CVS is the method of choice for prenatal karyotyping in the first trimester. AC should not be performed before 15 weeks? gestation. Further research to develop methods to better identify women at increased risk of chromosomal abnormal pregnancies and to develop non-invasive tests for prenatal diagnosis is needed. Thereby, the number of women exposed to invasive procedures and the adverse effects caused by these procedures can be minimised

hittade en annan artikel också:

BJOG. 2003 Apr ;110 (4):392-9 12699801 (P,S,G,E,B) Maternal complications following amniocentesis and chorionic villus sampling for prenatal karyotyping.
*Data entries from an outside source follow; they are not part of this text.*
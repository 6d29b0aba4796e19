//! GPU vendor identification and driver versions.

use std::fmt;
use std::str::FromStr;

/// Four-part driver version, compared lexicographically.
///
/// Field order matters: the derived `Ord` compares major, then minor, then
/// release, then build.
#[derive(Debug, Clone, Copy, Default, PartialEq, Eq, PartialOrd, Ord, Hash)]
pub struct DriverVersion {
    pub major: i32,
    pub minor: i32,
    pub release: i32,
    pub build: i32,
}

impl DriverVersion {
    pub const fn new(major: i32, minor: i32, release: i32, build: i32) -> Self {
        Self {
            major,
            minor,
            release,
            build,
        }
    }

    /// Parse a dotted version string.
    ///
    /// Missing trailing parts stay zero and unparsable parts read as zero,
    /// matching how drivers report partial versions such as `"331.82"`.
    pub fn from_string(version: &str) -> Self {
        let mut parts = version
            .trim()
            .split('.')
            .map(|part| part.trim().parse::<i32>().unwrap_or(0));
        Self {
            major: parts.next().unwrap_or(0),
            minor: parts.next().unwrap_or(0),
            release: parts.next().unwrap_or(0),
            build: parts.next().unwrap_or(0),
        }
    }

    /// Strictly older; equal versions are not older.
    pub fn is_older_than(&self, other: &DriverVersion) -> bool {
        self < other
    }
}

impl fmt::Display for DriverVersion {
    fn fmt(&self, f: &mut fmt::Formatter<'_>) -> fmt::Result {
        write!(f, "{}.{}.{}.{}", self.major, self.minor, self.release, self.build)
    }
}

impl FromStr for DriverVersion {
    type Err = std::convert::Infallible;

    fn from_str(s: &str) -> Result<Self, Self::Err> {
        Ok(Self::from_string(s))
    }
}

/// GPU vendors known to the engine.
#[derive(Debug, Clone, Copy, Default, PartialEq, Eq, Hash)]
pub enum GpuVendor {
    #[default]
    Unknown,
    Nvidia,
    Amd,
    Intel,
    ImaginationTechnologies,
    /// Apple software renderer
    Apple,
    Nokia,
    /// Microsoft software device
    MsSoftware,
    /// Microsoft WARP (Windows Advanced Rasterization Platform) software device
    MsWarp,
    /// Arm Mali
    Arm,
    Qualcomm,
    /// WebGL on Mozilla/Firefox based browser
    Mozilla,
    /// WebGL on WebKit/Chrome base browser
    Webkit,
}

impl GpuVendor {
    pub const ALL: [GpuVendor; 13] = [
        GpuVendor::Unknown,
        GpuVendor::Nvidia,
        GpuVendor::Amd,
        GpuVendor::Intel,
        GpuVendor::ImaginationTechnologies,
        GpuVendor::Apple,
        GpuVendor::Nokia,
        GpuVendor::MsSoftware,
        GpuVendor::MsWarp,
        GpuVendor::Arm,
        GpuVendor::Qualcomm,
        GpuVendor::Mozilla,
        GpuVendor::Webkit,
    ];

    /// Canonical vendor string, as written in descriptor files.
    pub const fn as_str(self) -> &'static str {
        match self {
            GpuVendor::Unknown => "unknown",
            GpuVendor::Nvidia => "nvidia",
            GpuVendor::Amd => "amd",
            GpuVendor::Intel => "intel",
            GpuVendor::ImaginationTechnologies => "imagination technologies",
            GpuVendor::Apple => "apple",
            GpuVendor::Nokia => "nokia",
            GpuVendor::MsSoftware => "microsoft",
            GpuVendor::MsWarp => "ms warp",
            GpuVendor::Arm => "arm",
            GpuVendor::Qualcomm => "qualcomm",
            GpuVendor::Mozilla => "mozilla",
            GpuVendor::Webkit => "webkit",
        }
    }

    /// Case-sensitive lookup; anything unmatched is [`GpuVendor::Unknown`].
    pub fn from_vendor_str(s: &str) -> Self {
        Self::ALL
            .iter()
            .copied()
            .find(|vendor| vendor.as_str() == s)
            .unwrap_or(GpuVendor::Unknown)
    }

    /// Map a PCI vendor id, as reported by adapters, to a vendor.
    pub fn from_pci_id(id: u32) -> Self {
        match id {
            0x10DE => GpuVendor::Nvidia,
            0x1002 | 0x1022 => GpuVendor::Amd,
            0x8086 => GpuVendor::Intel,
            0x1010 => GpuVendor::ImaginationTechnologies,
            0x106B => GpuVendor::Apple,
            0x13B5 => GpuVendor::Arm,
            0x5143 => GpuVendor::Qualcomm,
            0x1414 => GpuVendor::MsSoftware,
            _ => GpuVendor::Unknown,
        }
    }
}

impl fmt::Display for GpuVendor {
    fn fmt(&self, f: &mut fmt::Formatter<'_>) -> fmt::Result {
        f.write_str(self.as_str())
    }
}

#[cfg(test)]
mod tests {
    use super::*;

    #[test]
    fn test_version_ordering() {
        let v1 = DriverVersion::new(1, 0, 0, 0);
        let v2 = DriverVersion::new(1, 1, 0, 0);
        let v3 = DriverVersion::new(1, 1, 1, 0);
        let v4 = DriverVersion::new(1, 1, 1, 1);

        assert!(v1.is_older_than(&v2));
        assert!(v2.is_older_than(&v3));
        assert!(v3.is_older_than(&v4));
        assert!(!v4.is_older_than(&v1));
        assert!(!v1.is_older_than(&v1));
    }

    #[test]
    fn test_version_string_round_trip() {
        let v = DriverVersion::new(331, 82, 4, 1);
        assert_eq!(v.to_string(), "331.82.4.1");
        assert_eq!(DriverVersion::from_string(&v.to_string()), v);
    }

    #[test]
    fn test_version_partial_parse() {
        assert_eq!(DriverVersion::from_string("10.2"), DriverVersion::new(10, 2, 0, 0));
        assert_eq!(DriverVersion::from_string(""), DriverVersion::default());
        assert_eq!(DriverVersion::from_string("3.x.7"), DriverVersion::new(3, 0, 7, 0));
        let parsed: DriverVersion = "1.2.3.4".parse().unwrap();
        assert_eq!(parsed, DriverVersion::new(1, 2, 3, 4));
    }

    #[test]
    fn test_vendor_round_trip() {
        for vendor in GpuVendor::ALL.iter().skip(1) {
            assert_eq!(GpuVendor::from_vendor_str(vendor.as_str()), *vendor);
        }
    }

    #[test]
    fn test_vendor_lookup_is_case_sensitive() {
        assert_eq!(GpuVendor::from_vendor_str("NVIDIA"), GpuVendor::Unknown);
        assert_eq!(GpuVendor::from_vendor_str("nvidia"), GpuVendor::Nvidia);
        assert_eq!(GpuVendor::from_vendor_str("3dfx"), GpuVendor::Unknown);
    }

    #[test]
    fn test_pci_ids() {
        assert_eq!(GpuVendor::from_pci_id(0x10DE), GpuVendor::Nvidia);
        assert_eq!(GpuVendor::from_pci_id(0x8086), GpuVendor::Intel);
        assert_eq!(GpuVendor::from_pci_id(0xFFFF), GpuVendor::Unknown);
    }
}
[My paper] Maria Cederholm, Bengt Haglund, Ove Axelsson
Section of Obstetrics and Gynaecology, Department of Women's and Children's Health, Uppsala University, Sweden.
OBJECTIVE: To investigate whether amniocentesis and chorionic villus sampling increase the risk of bleeding, placental abruption, complications related to amniotic cavity and membranes, abnormal labour, operative deliveries and to investigate the impact of gestational length at the time of the procedure. DESIGN: A population-based cohort study. SETTING: Sweden, 1991-1996. POPULATION: All women, 35 to 49 years old, with single births (N = 71,586). The women were classified as exposed to amniocentesis (N = 21,748) or chorionic villus sampling (N = 1984) or not exposed (N = 47,854). METHODS: Maternal outcomes were collected from the Swedish Medical Birth Register and the Swedish Hospital Discharge Register. With Logistic regression analyses odds ratios were calculated. MAIN OUTCOME MEASURES: Crude and adjusted odds ratios of bleeding, complications related to amniotic cavity and membranes, abnormal labour and operative deliveries. Women exposed to amniocentesis or chorionic villus sampling were compared with women non-exposed. RESULTS: Neither amniocentesis nor chorionic villus sampling was associated with severe pregnancy complications such as placental abruption or placenta praevia. Women in the amniocentesis group had a lower chance of normal delivery (OR = 0.93, 95% CI 0.90-0.97), an increased risk of complications related to amniotic cavity and membranes (OR = 1.15, 95% CI 1.06-1.24) and hypotonic uterine dysfunction (OR = 1.12, 95% CI 1.06-1.18). The risks were higher for amniocentesis before 15 weeks of gestation. Women in the amniocentesis group were more often delivered by forceps or vacuum extractions (OR = 1.11, 95% CI 1.03-1.19) and elective caesarean sections (OR = 1.09, 95% CI 1.02-1.16). For the chorionic villus sampling group, no significant associations were found. CONCLUSIONS: Among women aged 35-49 years, amniocentesis is not associated with important adverse outcomes such as abruption or placenta praevia. Minor associations were found for other maternal complications when amniocentesis was performed before 15 weeks of gestation. Improved methods to identify women with increased risk of chromosomally abnormal pregnancies might minimise the number of women exposed to invasive procedures.